First, we consider the distribution of the mutual information of a
MIMO system with an uncorrelated Rayleigh fading channel. We show
that, as the transmit and receive array sizes tend to infinity while
maintaining their ratio constant, the mutual information
distribution tends to Gaussian distribution at all signal to noise
ratios (SNRs), and give a closed-form expression for its mean and
variance. Through simulations, we observe that the mutual
information distribution of a finite MIMO system with as few as 4
array elements at either end has a variance which depends only on
the ratio of the two arrays and is also closely approximated by the
asymptotic distribution variance. We show that the mean of the
distribution can also be approximated much closer than previously
shown, and hence combined with the asymptotic variance, this yields
close approximations for outage capacities.

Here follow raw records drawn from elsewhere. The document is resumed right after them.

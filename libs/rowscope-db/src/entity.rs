use sea_orm::EntityTrait;

/// Contract for entities whose rows can be restricted by privilege
/// descriptors.
///
/// Each entity explicitly maps descriptor field names to its own columns.
/// There are no implicit defaults and no reflection: a field the entity
/// does not map resolves to `None`, which the condition builder reports as
/// [`FilterError::UnmappedField`] rather than silently widening or
/// narrowing the query.
///
/// # Example
/// ```rust,ignore
/// impl PrivilegeScopedEntity for school::Entity {
///     fn privilege_col(field: &str) -> Option<Self::Column> {
///         match field {
///             "school_name" => Some(school::Column::SchoolName),
///             _ => None,
///         }
///     }
/// }
/// ```
///
/// [`FilterError::UnmappedField`]: rowscope_core::FilterError::UnmappedField
pub trait PrivilegeScopedEntity: EntityTrait {
    /// Resolve a descriptor field name to a column of this entity.
    fn privilege_col(field: &str) -> Option<Self::Column>;
}
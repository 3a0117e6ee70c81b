use std::sync::Arc;

use sea_orm::{DatabaseConnection, EntityTrait, Order};

use rowscope_core::{PrincipalContext, PrivilegeRegistry, QueryFilterEngine};
use rowscope_db::{ConnectionSelector, PrivilegeDbError, PrivilegedEntityExt};

use crate::entities::{city, major, school, student};

/// Repository for the directory domain.
///
/// Every read goes through a privileged select, so the caller cannot forget
/// to apply the principal's restrictions.
pub struct DirectoryRepository {
    conn: DatabaseConnection,
    registry: Arc<PrivilegeRegistry>,
    selector: Option<Arc<dyn ConnectionSelector>>,
}

impl DirectoryRepository {
    #[must_use]
    pub fn new(conn: DatabaseConnection, registry: Arc<PrivilegeRegistry>) -> Self {
        Self {
            conn,
            registry,
            selector: None,
        }
    }

    /// Configure the per-request connection selector.
    ///
    /// Without one, every query uses the default connection.
    #[must_use]
    pub fn with_connection_selector(mut self, selector: Arc<dyn ConnectionSelector>) -> Self {
        self.selector = Some(selector);
        self
    }

    fn engine(&self) -> QueryFilterEngine<'_> {
        QueryFilterEngine::new(self.registry.as_ref())
    }

    fn conn_for(&self, principal: &PrincipalContext) -> &DatabaseConnection {
        self.selector
            .as_deref()
            .and_then(|s| s.select(principal))
            .unwrap_or(&self.conn)
    }

    /// Cities the principal may see, ordered by name.
    ///
    /// # Errors
    /// Returns [`PrivilegeDbError`] on planning or query failure.
    pub async fn list_cities(
        &self,
        principal: &PrincipalContext,
    ) -> Result<Vec<city::Model>, PrivilegeDbError> {
        city::Entity::find()
            .privileged()
            .filter_with(&self.engine(), principal)?
            .order_by(city::Column::Name, Order::Asc)
            .all(self.conn_for(principal))
            .await
    }

    /// Number of cities visible to the principal.
    ///
    /// # Errors
    /// Returns [`PrivilegeDbError`] on planning or query failure.
    pub async fn count_cities(
        &self,
        principal: &PrincipalContext,
    ) -> Result<u64, PrivilegeDbError> {
        city::Entity::find()
            .privileged()
            .filter_with(&self.engine(), principal)?
            .count(self.conn_for(principal))
            .await
    }

    /// Schools the principal may see, ordered by name.
    ///
    /// # Errors
    /// Returns [`PrivilegeDbError`] on planning or query failure.
    pub async fn list_schools(
        &self,
        principal: &PrincipalContext,
    ) -> Result<Vec<school::Model>, PrivilegeDbError> {
        school::Entity::find()
            .privileged()
            .filter_with(&self.engine(), principal)?
            .order_by(school::Column::SchoolName, Order::Asc)
            .all(self.conn_for(principal))
            .await
    }

    /// Schools restricted by both the school privilege and the privilege of
    /// the joined city (logical AND of the two constraints).
    ///
    /// # Errors
    /// Returns [`PrivilegeDbError`] on planning or query failure.
    pub async fn list_schools_in_granted_cities(
        &self,
        principal: &PrincipalContext,
    ) -> Result<Vec<school::Model>, PrivilegeDbError> {
        let engine = self.engine();
        school::Entity::find()
            .inner_join(city::Entity)
            .privileged()
            .filter_with(&engine, principal)?
            .and_plan_for::<city::Entity>(&engine, principal)?
            .order_by(school::Column::SchoolName, Order::Asc)
            .all(self.conn_for(principal))
            .await
    }

    /// Majors the principal may see, ordered by name.
    ///
    /// # Errors
    /// Returns [`PrivilegeDbError`] on planning or query failure.
    pub async fn list_majors(
        &self,
        principal: &PrincipalContext,
    ) -> Result<Vec<major::Model>, PrivilegeDbError> {
        major::Entity::find()
            .privileged()
            .filter_with(&self.engine(), principal)?
            .order_by(major::Column::MajorName, Order::Asc)
            .all(self.conn_for(principal))
            .await
    }

    /// Students, ordered by name. No descriptor is registered for students,
    /// so this is the unrestricted path for every principal.
    ///
    /// # Errors
    /// Returns [`PrivilegeDbError`] on planning or query failure.
    pub async fn list_students(
        &self,
        principal: &PrincipalContext,
    ) -> Result<Vec<student::Model>, PrivilegeDbError> {
        student::Entity::find()
            .privileged()
            .filter_with(&self.engine(), principal)?
            .order_by(student::Column::Name, Order::Asc)
            .all(self.conn_for(principal))
            .await
    }
}
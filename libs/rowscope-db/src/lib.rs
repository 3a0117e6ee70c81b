//! SeaORM enforcement layer for row-level privilege filtering.
//!
//! This crate turns a [`FilterPlan`] from `rowscope-core` into SQL
//! conditions and wraps `SeaORM` selects in a typestate so a query cannot
//! execute before filtering has been applied.
//!
//! # Quick Start
//!
//! ```rust,ignore
//! use rowscope_core::{QueryFilterEngine, PrincipalContext};
//! use rowscope_db::{PrivilegedEntityExt, PrivilegeScopedEntity};
//!
//! // 1. Map the privileged field to a column, explicitly
//! impl PrivilegeScopedEntity for city::Entity {
//!     fn privilege_col(field: &str) -> Option<Self::Column> {
//!         match field {
//!             "name" => Some(city::Column::Name),
//!             _ => None,
//!         }
//!     }
//! }
//!
//! // 2. Execute privileged queries
//! let engine = QueryFilterEngine::new(&registry);
//! let cities = city::Entity::find()
//!     .privileged()
//!     .filter_with(&engine, &principal)?
//!     .all(&conn)
//!     .await?;
//! ```
//!
//! # Policy
//!
//! | Plan | Condition |
//! |------|-----------|
//! | Unrestricted | none, base query unchanged |
//! | Deny | constant false (`WHERE 1=0`) |
//! | Restrict | `field_col IN (grants)` per descriptor, ANDed |
//!
//! The composed query is owned by the calling request; the base select is
//! consumed, never mutated in place, and nothing is cached across requests.

mod cond;
mod conn;
mod entity;
mod error;
mod select;

pub use cond::{build_joined_privilege_condition, build_privilege_condition};
pub use conn::ConnectionSelector;
pub use entity::PrivilegeScopedEntity;
pub use error::PrivilegeDbError;
pub use select::{Filtered, PrivilegedEntityExt, PrivilegedSelect, Unfiltered};

// Core types most callers need alongside this crate
pub use rowscope_core::{FilterPlan, PrincipalContext, Privileged, QueryFilterEngine};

We next consider the problem of determining the best possible
tradeoff between diversity and multiplexing gains in an uncorrelated
Rayleigh fading channel. Zheng and Tse have characterized this
tradeoff in the large signal to noise ratio(SNR) limit. We apply our
asymptotic results on mutual information to compute the finite SNR
diversity-multiplexing tradeoffs at high outage probabilities in the
range of practical interest. We show that the asymptotic results
match the tradeoffs derived by Zheng and Tse only in the equal
antenna MIMO array case. We then propose a linear dispersion coding
scheme which modulates a block of data by picking a random unitary
matrix, which was previously shown to produce full-rank
full-diversity code-books with probability one. Through simulations
using rectangular code-books, we show that these may also achieve
the full Zheng-Tse diversity multiplexing tradeoff after using a
maximum likelihood (ML) decoder.
Having developed fundamental insights into MIMO arrays through the
use of asymptotic analysis, we consider the impact of using vector
antennas in large radar arrays. Specifically, we compare the
performance of range and direction-of-arrival (DOA) estimation of a
single source using an array of vector electro-magnetic (EM) sensors
packed densely on the surface of a sphere, with a similarly shaped
array with identically oriented dipole elements. We compute the
Cramer-Rao lower bound on maximum-likelihood range and DOA
estimation using either array. By taking the ratio of the confidence
volumes as the gain, we compare the vector array estimate with the
uni-polarized array as a function of target location.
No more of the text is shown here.